My Journey with Mikarah

Published by djennings on Nov 16, 2018

I am a mother of four children. My youngest child, Mikarah, was diagnosed with feeding difficulties, better known as failure to thrive, at about 8 weeks of age. She was born at 35 weeks and it was a pretty normal pregnancy. I breastfed, but she was not gaining weight.

The first thing doctors do is try different kinds of formula or to make the formula high in calories. In my daughter’s case, she still was losing weight. We were sent to a GI doctor to get a better understanding of why she could not gain weight. She was diagnosed with aspirating and laryngomalacia, which means floppy airway. Therefore, by this time, they place an NG through her nose to go to her belly. They reinsured us as parents that she will be able to feed and get all her nutrition and she should gain weight.

We tried this solution and it did not work. After she turned four months, she was pulling out the tube and pulling the tape from her face. This was a very emotional and overwhelming time in our lives, trying to understand what her condition is and what will be the best and safe solution. It almost feels as if you become an overnight nurse. You have to learn how to place the NG, how to remove it, and how to bandage it down. I spent a lot of time at the hospital, staying the night, and waiting for the lab to do more blood work. It is a very long process. We made trips to the hospital to see our family doctor, the new physician, and the GI. We were trying to find the reasoning of this failure to thrive while having NG placed. In our case, the next phase of this is the G tube or Mickey button.

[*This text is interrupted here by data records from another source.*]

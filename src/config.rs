//! Pool configuration knobs

use std::time::Duration;

use crate::errors::BoxError;

/// Teardown hook run against a resource when its idle entry is destroyed.
pub type TeardownFn<T> = fn(&T) -> Result<(), BoxError>;

/// Configuration for pool lifecycle behavior
///
/// # Examples
///
/// ```
/// use handlepool::PoolConfiguration;
/// use std::time::Duration;
///
/// let config = PoolConfiguration::<i32>::new()
///     .with_ttl(Duration::from_secs(600))
///     .with_max_idle_size(10);
///
/// assert_eq!(config.ttl, Duration::from_secs(600));
/// assert_eq!(config.max_idle_size, 10);
/// ```
pub struct PoolConfiguration<T> {
    /// How long an idle entry may sit unused before the reaper removes it
    pub ttl: Duration,

    /// How often the background reaper wakes up
    pub cleanup_interval: Duration,

    /// Maximum number of idle entries retained; the oldest beyond this
    /// bound are evicted least-recently-used first
    pub max_idle_size: usize,

    /// Optional hook run when an idle entry is destroyed; failures are
    /// logged and never stop eviction
    pub on_evict: Option<TeardownFn<T>>,
}

impl<T> Default for PoolConfiguration<T> {
    fn default() -> Self {
        Self {
            ttl: Duration::from_secs(3600),
            cleanup_interval: Duration::from_secs(300),
            max_idle_size: 100,
            on_evict: None,
        }
    }
}

impl<T> Clone for PoolConfiguration<T> {
    fn clone(&self) -> Self {
        Self {
            ttl: self.ttl,
            cleanup_interval: self.cleanup_interval,
            max_idle_size: self.max_idle_size,
            on_evict: self.on_evict,
        }
    }
}

impl<T> PoolConfiguration<T> {
    /// Create a new configuration with default values
    pub fn new() -> Self {
        Self::default()
    }

    /// Set the idle time-to-live
    pub fn with_ttl(mut self, ttl: Duration) -> Self {
        self.ttl = ttl;
        self
    }

    /// Set the reaper wake-up interval
    pub fn with_cleanup_interval(mut self, interval: Duration) -> Self {
        self.cleanup_interval = interval;
        self
    }

    /// Set the idle-set size bound
    pub fn with_max_idle_size(mut self, size: usize) -> Self {
        self.max_idle_size = size;
        self
    }

    /// Install a teardown hook for evicted resources
    pub fn with_teardown(mut self, hook: TeardownFn<T>) -> Self {
        self.on_evict = Some(hook);
        self
    }
}
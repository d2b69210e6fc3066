// handlepool demo binary - exercises the pool, registry, and reaper end to end.
// The actual library is in lib.rs.

use std::sync::Arc;
use std::time::Duration;

use handlepool::{
    BoxError, Config, ConfigValue, PoolConfiguration, Registry, RegistryOptions, ResourcePool,
};

#[derive(Debug)]
struct ModelClient {
    endpoint: String,
}

fn endpoint_of(config: &Config) -> String {
    match config.get("endpoint") {
        Some(ConfigValue::Str(url)) => url.clone(),
        _ => "https://example.test/v1".to_string(),
    }
}

#[tokio::main]
async fn main() {
    tracing_subscriber::fmt()
        .with_env_filter(tracing_subscriber::EnvFilter::from_default_env())
        .init();

    println!("=== handlepool demo ===");

    let pool = Arc::new(ResourcePool::new(
        PoolConfiguration::default()
            .with_ttl(Duration::from_secs(60))
            .with_cleanup_interval(Duration::from_secs(5))
            .with_max_idle_size(8),
    ));
    let reaper = pool.start_reaper();

    let mut config = Config::new();
    config.insert("endpoint".into(), ConfigValue::Str("https://example.test/v1".into()));
    config.insert("temperature".into(), ConfigValue::Float(0.7));

    {
        let handle = pool
            .acquire(&config, |c| {
                Ok(ModelClient {
                    endpoint: endpoint_of(c),
                })
            })
            .expect("demo constructor is infallible");
        if let Some(client) = handle.get() {
            println!("  checked out client for {}", client.endpoint);
        }
        println!("  fingerprint: {}", handle.fingerprint());
    }
    println!("  idle after return: {}", pool.idle_count());

    // Registry side: one factory per logical name, ids keyed by (name, config).
    let registry: Registry<ModelClient> = Registry::new(RegistryOptions::default());
    let pool_for_factory = Arc::clone(&pool);
    registry.install_factory("chat", move |c: &Config| -> Result<ModelClient, BoxError> {
        let handle = pool_for_factory
            .acquire(c, |c| {
                Ok(ModelClient {
                    endpoint: endpoint_of(c),
                })
            })
            .map_err(|e| -> BoxError { Box::new(e) })?;
        let endpoint = handle
            .get()
            .map(|client| client.endpoint.clone())
            .unwrap_or_default();
        Ok(ModelClient { endpoint })
    });

    let id = registry
        .register("chat", &config)
        .expect("factory installed above");
    let client = registry.create(&id).expect("factory succeeds");
    println!("  registry built client for {}", client.endpoint);
    println!("  pool stats: {:?}", pool.stats());
    println!("  registry stats: {:?}", registry.stats());

    reaper.shutdown().await;
}
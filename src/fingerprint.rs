//! Configuration values and deterministic fingerprinting

use std::collections::BTreeMap;
use std::fmt;

use serde::{Deserialize, Serialize};

/// A scalar configuration value.
///
/// Untagged serde representation so configurations can be fed from plain
/// JSON objects produced by external collaborators.
#[derive(Debug, Clone, PartialEq, Serialize, Deserialize)]
#[serde(untagged)]
pub enum ConfigValue {
    Bool(bool),
    Int(i64),
    Float(f64),
    Str(String),
}

impl fmt::Display for ConfigValue {
    fn fmt(&self, f: &mut fmt::Formatter<'_>) -> fmt::Result {
        // The type tag keeps Int(1) and Str("1") from serializing identically.
        match self {
            ConfigValue::Bool(v) => write!(f, "bool:{v}"),
            ConfigValue::Int(v) => write!(f, "i64:{v}"),
            ConfigValue::Float(v) => write!(f, "f64:{v}"),
            ConfigValue::Str(v) => write!(f, "str:{v}"),
        }
    }
}

impl From<&str> for ConfigValue {
    fn from(value: &str) -> Self {
        ConfigValue::Str(value.to_string())
    }
}

impl From<String> for ConfigValue {
    fn from(value: String) -> Self {
        ConfigValue::Str(value)
    }
}

impl From<i64> for ConfigValue {
    fn from(value: i64) -> Self {
        ConfigValue::Int(value)
    }
}

impl From<f64> for ConfigValue {
    fn from(value: f64) -> Self {
        ConfigValue::Float(value)
    }
}

impl From<bool> for ConfigValue {
    fn from(value: bool) -> Self {
        ConfigValue::Bool(value)
    }
}

/// An order-irrelevant mapping from string keys to scalar values.
///
/// Two configurations are equal iff their sorted key/value serialization is
/// byte-identical; `BTreeMap` iteration is already key-sorted, which makes
/// the fingerprint independent of insertion order.
pub type Config = BTreeMap<String, ConfigValue>;

/// Stable identifier derived from a configuration, optionally combined with
/// a logical name. Deterministic across calls and process restarts; not a
/// security boundary.
///
/// # Examples
///
/// ```
/// use handlepool::{Config, ConfigValue, Fingerprint};
///
/// let mut a = Config::new();
/// a.insert("model".into(), ConfigValue::Str("gpt-4".into()));
/// a.insert("temperature".into(), ConfigValue::Float(0.7));
///
/// let mut b = Config::new();
/// b.insert("temperature".into(), ConfigValue::Float(0.7));
/// b.insert("model".into(), ConfigValue::Str("gpt-4".into()));
///
/// assert_eq!(Fingerprint::of(&a), Fingerprint::of(&b));
/// ```
#[derive(Debug, Clone, PartialEq, Eq, Hash)]
pub struct Fingerprint(String);

impl Fingerprint {
    /// Fingerprint a configuration on its own (resource pool keys).
    pub fn of(config: &Config) -> Self {
        Self(hash_hex(canonical(config).as_bytes()))
    }

    /// Fingerprint a (name, configuration) pair (registry ids).
    ///
    /// The name is length-prefixed onto the canonical serialization before
    /// hashing, so identical configs under different names never collide,
    /// even for names containing separator characters.
    pub fn of_named(name: &str, config: &Config) -> Self {
        let mut input = String::new();
        push_token(&mut input, name);
        input.push_str(&canonical(config));
        Self(hash_hex(input.as_bytes()))
    }

    pub fn as_str(&self) -> &str {
        &self.0
    }
}

impl fmt::Display for Fingerprint {
    fn fmt(&self, f: &mut fmt::Formatter<'_>) -> fmt::Result {
        f.write_str(&self.0)
    }
}

fn canonical(config: &Config) -> String {
    let mut out = String::new();
    for (key, value) in config {
        push_token(&mut out, key);
        push_token(&mut out, &value.to_string());
    }
    out
}

/// Length-prefixed so separator characters embedded in keys or values
/// cannot reproduce another config's serialization.
fn push_token(out: &mut String, token: &str) {
    out.push_str(&token.len().to_string());
    out.push(':');
    out.push_str(token);
}

fn hash_hex(bytes: &[u8]) -> String {
    blake3::hash(bytes).to_hex().to_string()
}
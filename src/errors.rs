//! Error types for the pool and the registry

use thiserror::Error;

use crate::fingerprint::Fingerprint;

/// Boxed error returned by constructor callbacks and factories.
pub type BoxError = Box<dyn std::error::Error + Send + Sync + 'static>;

#[derive(Error, Debug)]
pub enum PoolError {
    #[error("resource construction failed for fingerprint {fingerprint}")]
    Construction {
        fingerprint: Fingerprint,
        #[source]
        source: BoxError,
    },
}

pub type PoolResult<T> = Result<T, PoolError>;

#[derive(Error, Debug)]
pub enum RegistryError {
    #[error("no factory installed for name '{name}'")]
    UnknownFactory { name: String },

    #[error("no entry registered for id {id}")]
    NotRegistered { id: Fingerprint },

    #[error("'{name}' is already registered under id {id}")]
    AlreadyRegistered { name: String, id: Fingerprint },

    #[error("factory for '{name}' failed")]
    Construction {
        name: String,
        #[source]
        source: BoxError,
    },
}

pub type RegistryResult<T> = Result<T, RegistryError>;
//! Contains the configuration of a connection check.

use std::fmt::{self, Display};
use std::net::{Ipv4Addr, SocketAddrV4};
use std::time::Duration;

use ads::{AmsAddr, AmsNetId, AmsPort};
use once_cell::sync::Lazy;
use regex::Regex;

use crate::errors::ConfigError;

/// NetID of the PLC checked when nothing else is given.
pub const NET_ID: &str = "192.168.165.1.1.1";
/// IP address of the PLC checked when nothing else is given.
pub const PLC_IP: &str = "192.168.16.229";
/// AMS port of the first PLC runtime on TwinCAT 2.
pub const AMS_PORT: AmsPort = 801;
/// TCP port of the AMS router.
pub const TCP_PORT: u16 = 0xBF02;
/// UDP port of the ADS discovery service.
pub const UDP_PORT: u16 = 0xBF03;
/// Connect, read and write timeout.
pub const TIMEOUT: Duration = Duration::from_secs(10);

// Six decimal octets; the range is checked when parsing the bytes.
static NETID_FORMAT: Lazy<Regex> = Lazy::new(|| {
    Regex::new(r"^\d{1,3}(\.\d{1,3}){5}$").expect("valid regex")
});

/// Parse a NetID, requiring all six parts to be present.
///
/// `AmsNetId::from_str` fills in missing trailing bytes with 1, which would
/// hide a mistyped identifier, so the format is checked first.
pub fn parse_net_id(s: &str) -> Result<AmsNetId, ConfigError> {
    if !NETID_FORMAT.is_match(s) {
        return Err(ConfigError::InvalidNetId(s.into()));
    }
    s.parse().map_err(|_| ConfigError::InvalidNetId(s.into()))
}

/// Everything a single check needs to know about its target.
#[derive(Clone, Debug, PartialEq)]
pub struct Config {
    /// AMS NetID of the target.
    pub net_id: AmsNetId,
    /// IP address of the target.
    pub ip: Ipv4Addr,
    /// AMS port of the ADS service to query.
    pub ams_port: AmsPort,
    /// TCP port of the AMS router.
    pub tcp_port: u16,
    /// UDP port used for NetID discovery.
    pub udp_port: u16,
    /// Timeout for connecting and for each request.
    pub timeout: Duration,
    /// Treat any ADS state other than `Run` as a failed query.
    pub require_run: bool,
    /// Allow installing the client library if it is missing.
    pub allow_install: bool,
    /// Ask the device for its NetID after a failed check.
    pub discover: bool,
}

impl Default for Config {
    fn default() -> Self {
        Self {
            net_id: AmsNetId::new(192, 168, 165, 1, 1, 1),
            ip: Ipv4Addr::new(192, 168, 16, 229),
            ams_port: AMS_PORT,
            tcp_port: TCP_PORT,
            udp_port: UDP_PORT,
            timeout: TIMEOUT,
            require_run: true,
            allow_install: false,
            discover: false,
        }
    }
}

impl Config {
    /// Create a configuration from the three target values as strings/numbers,
    /// keeping the defaults for everything else.
    pub fn from_parts(net_id: &str, ip: &str, ams_port: AmsPort) -> Result<Self, ConfigError> {
        let net_id = parse_net_id(net_id)?;
        let ip = ip.parse().map_err(|_| ConfigError::InvalidAddress(ip.into()))?;
        let config = Self { net_id, ip, ams_port, ..Self::default() };
        config.validate()?;
        Ok(config)
    }

    /// Check the values that can't be caught by their types.
    pub fn validate(&self) -> Result<(), ConfigError> {
        if self.ams_port == 0 {
            return Err(ConfigError::InvalidPort(self.ams_port));
        }
        if self.tcp_port == 0 {
            return Err(ConfigError::InvalidTcpPort(self.tcp_port));
        }
        // A zero timeout is rejected by the socket calls, which would look
        // like an unreachable device.
        if self.timeout.is_zero() {
            return Err(ConfigError::InvalidTimeout(self.timeout));
        }
        Ok(())
    }

    /// The TCP endpoint of the AMS router.
    pub fn socket_addr(&self) -> SocketAddrV4 {
        SocketAddrV4::new(self.ip, self.tcp_port)
    }

    /// The AMS address of the ADS service.
    pub fn ams_addr(&self) -> AmsAddr {
        AmsAddr::new(self.net_id, self.ams_port)
    }
}

impl Display for Config {
    fn fmt(&self, f: &mut fmt::Formatter) -> fmt::Result {
        write!(f, "{} via {}", self.ams_addr(), self.socket_addr())
    }
}
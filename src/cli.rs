//! Command line arguments of the `ads-conncheck` binary.

use std::time::Duration;

use clap::Parser;
use parse_int::parse;

use crate::config::{self, Config};
use crate::errors::ConfigError;

#[derive(Parser, Debug)]
#[clap(name = "ads-conncheck", version)]
/// Check the ADS connection to a TwinCAT PLC.
///
/// Without arguments, the built-in target is checked.
pub struct Args {
    /// AMS NetID of the PLC, like 5.23.91.23.1.1
    #[clap(long, default_value = config::NET_ID)]
    netid: String,

    /// IP address of the PLC
    #[clap(long, default_value = config::PLC_IP)]
    ip: String,

    /// AMS port of the ADS service, can be 0x321
    #[clap(long, value_parser = parse_u16, default_value_t = config::AMS_PORT)]
    port: u16,

    /// TCP port of the AMS router, can be 0xBF02
    #[clap(long, value_parser = parse_u16, default_value_t = config::TCP_PORT)]
    tcp_port: u16,

    /// UDP port used for NetID discovery, can be 0xBF03
    #[clap(long, value_parser = parse_u16, default_value_t = config::UDP_PORT)]
    udp_port: u16,

    /// timeout for connecting and for each request, in seconds
    #[clap(long, default_value_t = config::TIMEOUT.as_secs())]
    timeout: u64,

    /// accept a PLC that answers but is not in RUN mode
    #[clap(long)]
    allow_stopped: bool,

    /// after a failure, ask the PLC for its NetID over UDP
    #[clap(long)]
    discover: bool,

    /// try to install the ADS client library if it is missing
    #[clap(long)]
    install: bool,

    /// log what is going on
    #[clap(short, long)]
    pub verbose: bool,
}

fn parse_u16(s: &str) -> Result<u16, String> {
    parse::<u16>(s).map_err(|e| e.to_string())
}

impl Args {
    /// Merge the arguments into the built-in configuration and validate it.
    pub fn to_config(&self) -> Result<Config, ConfigError> {
        let config = Config {
            tcp_port: self.tcp_port,
            udp_port: self.udp_port,
            timeout: Duration::from_secs(self.timeout),
            require_run: !self.allow_stopped,
            allow_install: self.install,
            discover: self.discover,
            ..Config::from_parts(&self.netid, &self.ip, self.port)?
        };
        config.validate()?;
        Ok(config)
    }
}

We live in Indiana. We were seen at a different hospital several times. The doctor comes to our room. They said they have done all they could and the next phase would be placing a Mickey.

I, as a parent, had no idea what a Mickey was and to have a small 4-month-old child go through surgery to me was scary. Then, to tell me I don’t have a choice was even scarier. At that time, I didn’t have any resources on what a Mickey was. I didn’t have enough time to consider whether or not my child really needs to have this. So, I asked to discharge my child out of ICU to get a second opinion at a different hospital, 3 hours from where I live. The staff contacts Child Protective Services because pulling a child out against medical advice is not suitable.

Because my child was a failure to thrive patient, she was detained. My child was not on the growth chart, so she was considered malnourished because she was not gaining weight at the hospital or at home. Despite this, CPS still felt the need to interfere and I was charged with four counts of child neglect and child endangerment.

Remind you, as a parent I have the right to seek better or other treatment that is in the best interest of my child. They detained my child and sent her to the original hospital to give their opinion on her condition. By this time, I am in court fighting these charges and hiring a lawyer. Long story short, I was able to get all charges dismissed and was cleared from these charges. The courts found these charges unsubstantial. By this time, my daughter had a G-tube placed she and she started gaining a few ounces a week.

My daughter just turned a year old. She’s only 16 lbs. and it has been a very slow process. I don’t want my story to discourage parents. Instead, I hope that my story could help someone better understand his or her options as a parent and that you never forget that you are your child’s voice.